Large networks of computers that are harnessed by cryptominers may churn out code much faster than individual computers, allowing the person behind the hack to make money (tokens) faster and with less effort. Some notable cryptojacking schemes include:

  • The philanthropic organization Make A Wish had its content management system infiltrated by cryptojackers who compromised a flaw in its code to set up a major cryptomining scheme in 2017.
  • In 2018 the electric vehicle manufacturer Tesla discovered that its Amazon Cloud software had been compromised by hackers mining a digital currency called Monero.
  • Government agencies in the U.S., Canada, and at least one other country were victims of cryptojacking when hackers exploited a flaw in text-to-speech software to make cryptominers out of visitors to official websites.
  • Coinhive was a browser-based cryptomining software that websites could use to monitize visitor traffic. Unfortunately hackers quickly learned to exploit flaws in Coinhive that allowed them access to visitors’ computers long after they’d moved on. The software was shut down in 2019 to end the potential cryptojacking.
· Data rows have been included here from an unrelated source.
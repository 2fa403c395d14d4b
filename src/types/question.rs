//! Question model: the four question variants and their pair encoding

use std::collections::HashSet;
use serde::{Deserialize, Serialize};
use crate::types::ContentError;
use crate::{MATCH_ALL, PAIR_SEPARATOR};

/// Supported question variants
#[derive(Debug, Clone, Copy, PartialEq, Eq, Hash, Serialize, Deserialize)]
#[serde(rename_all = "SCREAMING_SNAKE_CASE")]
pub enum QuestionType {
    /// Pick one of several options
    MultipleChoice,
    /// Pick "True" or "False"
    TrueFalse,
    /// Pick the missing word from a word bank
    FillInBlank,
    /// Pair every left term with its right counterpart
    Matching,
}

impl QuestionType {
    /// Matching questions have no submit step
    pub fn is_matching(&self) -> bool {
        matches!(self, QuestionType::Matching)
    }
}

impl std::fmt::Display for QuestionType {
    fn fmt(&self, f: &mut std::fmt::Formatter<'_>) -> std::fmt::Result {
        let name = match self {
            QuestionType::MultipleChoice => "MULTIPLE_CHOICE",
            QuestionType::TrueFalse => "TRUE_FALSE",
            QuestionType::FillInBlank => "FILL_IN_BLANK",
            QuestionType::Matching => "MATCHING",
        };
        write!(f, "{}", name)
    }
}

/// A single quiz question
#[derive(Debug, Clone, PartialEq, Serialize, Deserialize)]
#[serde(rename_all = "camelCase")]
pub struct Question {
    #[serde(default)]
    pub id: String,
    #[serde(rename = "type")]
    pub kind: QuestionType,
    pub prompt: String,
    /// Choices, word bank, or `left :: right` pairs for matching
    pub options: Vec<String>,
    /// Exact option text, or `MATCH_ALL` for matching
    #[serde(default = "match_all")]
    pub correct_answer: String,
    #[serde(default, skip_serializing_if = "Option::is_none")]
    pub explanation: Option<String>,
}

fn match_all() -> String {
    MATCH_ALL.to_string()
}

/// One left/right pair of a matching question
#[derive(Debug, Clone, PartialEq, Eq, Hash, Serialize, Deserialize)]
pub struct MatchPair {
    /// The raw option text, used as the pair id
    pub id: String,
    pub left: String,
    pub right: String,
}

impl MatchPair {
    /// Parse `"<left> :: <right>"`; both sides are trimmed
    pub fn parse(option: &str) -> Option<Self> {
        let mut parts = option.split(PAIR_SEPARATOR);
        let left = parts.next()?.trim();
        let right = parts.next()?.trim();
        if parts.next().is_some() || left.is_empty() || right.is_empty() {
            return None;
        }
        Some(Self {
            id: option.to_string(),
            left: left.to_string(),
            right: right.to_string(),
        })
    }
}

impl Question {
    /// Build a matching question from (left, right) pairs
    pub fn matching(id: &str, prompt: &str, pairs: &[(&str, &str)]) -> Self {
        Self {
            id: id.to_string(),
            kind: QuestionType::Matching,
            prompt: prompt.to_string(),
            options: pairs
                .iter()
                .map(|(l, r)| format!("{} {} {}", l, PAIR_SEPARATOR, r))
                .collect(),
            correct_answer: MATCH_ALL.to_string(),
            explanation: None,
        }
    }

    /// Build a choice-style question (multiple choice, true/false, fill-in-blank)
    pub fn choice(id: &str, kind: QuestionType, prompt: &str, options: &[&str], answer: &str) -> Self {
        Self {
            id: id.to_string(),
            kind,
            prompt: prompt.to_string(),
            options: options.iter().map(|o| o.to_string()).collect(),
            correct_answer: answer.to_string(),
            explanation: None,
        }
    }

    /// Parsed pairs in catalog order (empty for non-matching questions)
    pub fn pairs(&self) -> Vec<MatchPair> {
        if !self.kind.is_matching() {
            return Vec::new();
        }
        self.options.iter().filter_map(|o| MatchPair::parse(o)).collect()
    }

    /// Check the structural invariants: non-empty options, well-formed pairs,
    /// and every matching term appearing once per side
    pub fn validate(&self) -> Result<(), ContentError> {
        if self.options.is_empty() {
            return Err(ContentError::EmptyOptions { question_id: self.id.clone() });
        }
        if !self.kind.is_matching() {
            return Ok(());
        }

        let mut lefts = HashSet::new();
        let mut rights = HashSet::new();
        for option in &self.options {
            let pair = MatchPair::parse(option).ok_or_else(|| ContentError::MalformedPair {
                question_id: self.id.clone(),
                option: option.clone(),
            })?;
            // A repeated term could never be matched twice
            if !lefts.insert(pair.left.clone()) {
                return Err(ContentError::DuplicateTerm { question_id: self.id.clone(), term: pair.left });
            }
            if !rights.insert(pair.right.clone()) {
                return Err(ContentError::DuplicateTerm { question_id: self.id.clone(), term: pair.right });
            }
        }
        Ok(())
    }
}

/// Outcome of checking one candidate answer
#[derive(Debug, Clone, Copy, PartialEq, Eq, Serialize, Deserialize)]
#[serde(rename_all = "SCREAMING_SNAKE_CASE")]
pub enum Verdict {
    Correct,
    Incorrect,
}

impl Verdict {
    pub fn from_bool(correct: bool) -> Self {
        if correct { Verdict::Correct } else { Verdict::Incorrect }
    }

    pub fn is_correct(&self) -> bool {
        matches!(self, Verdict::Correct)
    }
}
Protection Against Cryptojacking

Network managers have a particular interest in detecting and preventing cryptomining on corporate- or institution-level routers or machines due to the potential for overheating and slow performance. IT professionals are constantly on guard for cryptomining with and are likely to use specially-designed programs that monitor just for that.

Individuals may use the following steps to check for cryptojacking in their personal computers:

  • note poor performance of any device that has its operating system and virus protection updated frequently
  • run in-depth scans that examine the hard drive for unusual use or unintended downloads of potential malware
  • don’t overlook any connected gadget like gaming systems or Internet of Things item that may also be infected and contributing surreptitiously to cryptomining; for businesses and individuals alike, seeking custom IoT consulting services can be a proactive approach to strengthen their cybersecurity measures
  • check the task manager and other systems reports when the computer is on to detect any unfamiliar activity on the machine.